**Data for this task:**

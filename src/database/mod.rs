//! Query model shared by the space index and the cross-space store.

pub mod filter;
pub mod order;

use serde::{Deserialize, Serialize};

pub use filter::Filter;
pub use order::{Sort, SortDirection, SortKey};

use crate::domain::{keys, Details};

#[derive(Debug, Clone, Default, PartialEq, Serialize, Deserialize)]
#[serde(default, rename_all = "camelCase")]
pub struct Query {
    /// Conjunction of filters.
    pub filters: Vec<Filter>,
    pub sorts: Vec<Sort>,
    /// `None` means unlimited; `Some(0)` returns only the total.
    pub limit: Option<usize>,
    pub offset: usize,
    pub full_text: String,
    pub space_ids: Vec<String>,
}

impl Query {
    pub fn with_filter(mut self, filter: Filter) -> Self {
        self.filters.push(filter);
        self
    }

    pub fn with_sort(mut self, sort: Sort) -> Self {
        self.sorts.push(sort);
        self
    }

    pub fn with_limit(mut self, limit: usize) -> Self {
        self.limit = Some(limit);
        self
    }

    pub fn with_offset(mut self, offset: usize) -> Self {
        self.offset = offset;
        self
    }

    pub fn with_full_text(mut self, text: &str) -> Self {
        self.full_text = text.to_string();
        self
    }

    /// The user filters plus the default exclusion of deleted and archived
    /// objects, unless the query asks about those flags itself.
    pub fn effective_filter(&self) -> Filter {
        let mut all = self.filters.clone();
        for key in [keys::IS_DELETED, keys::IS_ARCHIVED] {
            if !self.filters.iter().any(|f| f.mentions(key)) {
                all.push(Filter::Empty { key: key.to_string() });
            }
        }
        Filter::and(all)
    }

    /// Space ids named either explicitly or through a `spaceId` filter.
    pub fn target_spaces(&self) -> Option<Vec<String>> {
        if !self.space_ids.is_empty() {
            return Some(self.space_ids.clone());
        }
        self.filters.iter().find_map(Filter::space_ids)
    }
}

/// Highlight attached to a full-text hit.
#[derive(Debug, Clone, Default, PartialEq, Serialize, Deserialize)]
#[serde(rename_all = "camelCase")]
pub struct Meta {
    #[serde(skip_serializing_if = "String::is_empty")]
    pub relation_key: String,
    #[serde(skip_serializing_if = "String::is_empty")]
    pub block_id: String,
    pub highlight: String,
    pub highlight_ranges: Vec<(usize, usize)>,
}

#[derive(Debug, Clone, PartialEq, Serialize, Deserialize)]
pub struct Record {
    pub details: Details,
    #[serde(rename = "_score", skip_serializing_if = "Option::is_none")]
    pub score: Option<f64>,
    #[serde(skip_serializing_if = "Vec::is_empty", default)]
    pub meta: Vec<Meta>,
}

impl Record {
    pub fn new(details: Details) -> Self {
        Self {
            details,
            score: None,
            meta: Vec::new(),
        }
    }

    pub fn id(&self) -> &str {
        self.details.id().unwrap_or_default()
    }
}

#[derive(Debug, Clone, Default, PartialEq, Serialize, Deserialize)]
pub struct QueryResult {
    pub records: Vec<Record>,
    /// Count of matches before offset and limit.
    pub total: usize,
}

impl QueryResult {
    /// Applies offset then limit to records already in final order.
    pub fn paginate(records: Vec<Record>, offset: usize, limit: Option<usize>) -> Self {
        let total = records.len();
        let records = records
            .into_iter()
            .skip(offset)
            .take(limit.unwrap_or(usize::MAX))
            .collect();
        Self { records, total }
    }

    pub fn ids(&self) -> Vec<String> {
        self.records.iter().map(|r| r.id().to_string()).collect()
    }
}

#[cfg(test)]
mod tests {
    use super::*;

    #[test]
    fn test_default_flags_are_excluded() {
        let mut deleted = Details::with_id("a");
        deleted.set(keys::IS_DELETED, true);
        let live = Details::with_id("b");
        let q = Query::default();
        assert!(!q.effective_filter().matches(&deleted));
        assert!(q.effective_filter().matches(&live));

        let q = Query::default().with_filter(Filter::eq(keys::IS_DELETED, true));
        assert!(q.effective_filter().matches(&deleted));
    }

    #[test]
    fn test_paginate_limit_zero_and_large_offset() {
        let records: Vec<Record> = ["a", "b", "c"].iter().map(|id| Record::new(Details::with_id(id))).collect();
        let r = QueryResult::paginate(records.clone(), 0, Some(0));
        assert!(r.records.is_empty());
        assert_eq!(r.total, 3);
        let r = QueryResult::paginate(records.clone(), 5, None);
        assert!(r.records.is_empty());
        assert_eq!(r.total, 3);
        let r = QueryResult::paginate(records, 1, Some(1));
        assert_eq!(r.ids(), vec!["b".to_string()]);
    }
}
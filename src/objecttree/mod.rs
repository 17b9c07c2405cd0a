//! Contracts of the change-tree transport.
//!
//! Replication and signing live outside the engine. The engine only needs to
//! iterate a tree in causal order, append content and be told about updates.
//! [`memory::MemoryTreeBuilder`] is an in-process implementation.

pub mod memory;

use std::sync::{Arc, Weak};

use crate::change::{ChangePayload, COMPRESSED_DATA_TYPE};
use crate::error::{EngineError, Result};

/// One stored change as the tree sees it: header plus opaque body.
#[derive(Debug, Clone, PartialEq, Eq)]
pub struct RawTreeChange {
    pub id: String,
    pub previous_ids: Vec<String>,
    pub timestamp: i64,
    pub data_type: String,
    pub data: Vec<u8>,
    pub is_snapshot: bool,
    /// Account that signed the change.
    pub identity: String,
}

impl RawTreeChange {
    pub fn is_compressed(&self) -> bool {
        self.data_type == COMPRESSED_DATA_TYPE
    }
}

/// Decoded tree root.
#[derive(Debug, Clone, PartialEq)]
pub struct TreeHeader {
    pub id: String,
    pub payload: ChangePayload,
    pub identity: String,
    pub timestamp: i64,
}

/// Content for a new change appended on top of the current heads.
#[derive(Debug, Clone)]
pub struct AddContent {
    pub data: Vec<u8>,
    pub data_type: String,
    pub is_snapshot: bool,
    pub timestamp: i64,
}

#[derive(Debug, Clone)]
pub struct AddResult {
    pub heads: Vec<String>,
    pub added: Vec<RawTreeChange>,
}

pub trait UpdateListener: Send + Sync {
    /// New changes were appended on top of what the listener has seen.
    fn update(&self, tree: &dyn ReadableObjectTree) -> Result<()>;
    /// History was rewritten; the listener must rebuild from the root.
    fn rebuild(&self, tree: &dyn ReadableObjectTree) -> Result<()>;
}

pub trait ReadableObjectTree: Send + Sync {
    fn id(&self) -> String;
    fn root(&self) -> RawTreeChange;
    fn header(&self) -> Result<TreeHeader>;
    fn heads(&self) -> Vec<String>;
    fn has_change(&self, id: &str) -> bool;
    /// Visits changes reachable from `start_id` in causal order; stops when `f` returns false.
    fn iterate_from(&self, start_id: &str, f: &mut dyn FnMut(&RawTreeChange) -> bool) -> Result<()>;

    fn iterate_root(&self, f: &mut dyn FnMut(&RawTreeChange) -> bool) -> Result<()> {
        let root = self.id();
        self.iterate_from(&root, f)
    }
}

pub trait ObjectTree: ReadableObjectTree {
    fn add_content(&self, content: AddContent) -> Result<AddResult>;
    fn set_listener(&self, listener: Weak<dyn UpdateListener>);
    /// Identity the local node signs with, taken from the space ACL.
    fn acl_identity(&self) -> String;
}

pub trait TreeBuilder: Send + Sync {
    fn build_tree(&self, id: &str) -> Result<Arc<dyn ObjectTree>>;
    /// Read-only view of the history restricted to ancestors of `heads`.
    fn build_history_tree(&self, id: &str, heads: &[String], include_heads: bool) -> Result<Arc<dyn ReadableObjectTree>>;
    fn tree_root(&self, id: &str) -> Result<RawTreeChange>;
    fn create_tree(&self, payload: ChangePayload, timestamp: i64) -> Result<Arc<dyn ObjectTree>>;
    fn stored_ids(&self) -> Vec<String>;
}

/// Decodes the root change body into its payload.
pub fn decode_root_payload(root: &RawTreeChange) -> Result<ChangePayload> {
    crate::change::codec::unmarshal(&root.data, &root.data_type)
        .map_err(|e| EngineError::Codec(format!("tree root {}: {e}", root.id)))
}

/// Space-level collaborators the source layer reaches through.
pub trait Space: Send + Sync {
    fn id(&self) -> &str;
    fn tree_builder(&self) -> Option<Arc<dyn TreeBuilder>>;
    fn key_value(&self) -> Option<Arc<dyn KeyValueService>>;
}

/// Resolves space handles by id.
pub trait SpaceService: Send + Sync {
    fn get_space(&self, space_id: &str) -> Result<Arc<dyn Space>>;
}

/// Small string-keyed store in the tech space.
pub trait KeyValueService: Send + Sync {
    fn get(&self, key: &str) -> Result<Option<Vec<u8>>>;
    fn set(&self, key: &str, value: &[u8]) -> Result<()>;
    /// Receives every value later set under `key`.
    fn subscribe(&self, key: &str) -> crossbeam_channel::Receiver<Vec<u8>>;
}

**About this task:**
If a line of the entries above includes the word "sorts", count it; then state the total and nothing else.

**Exercise response:**
2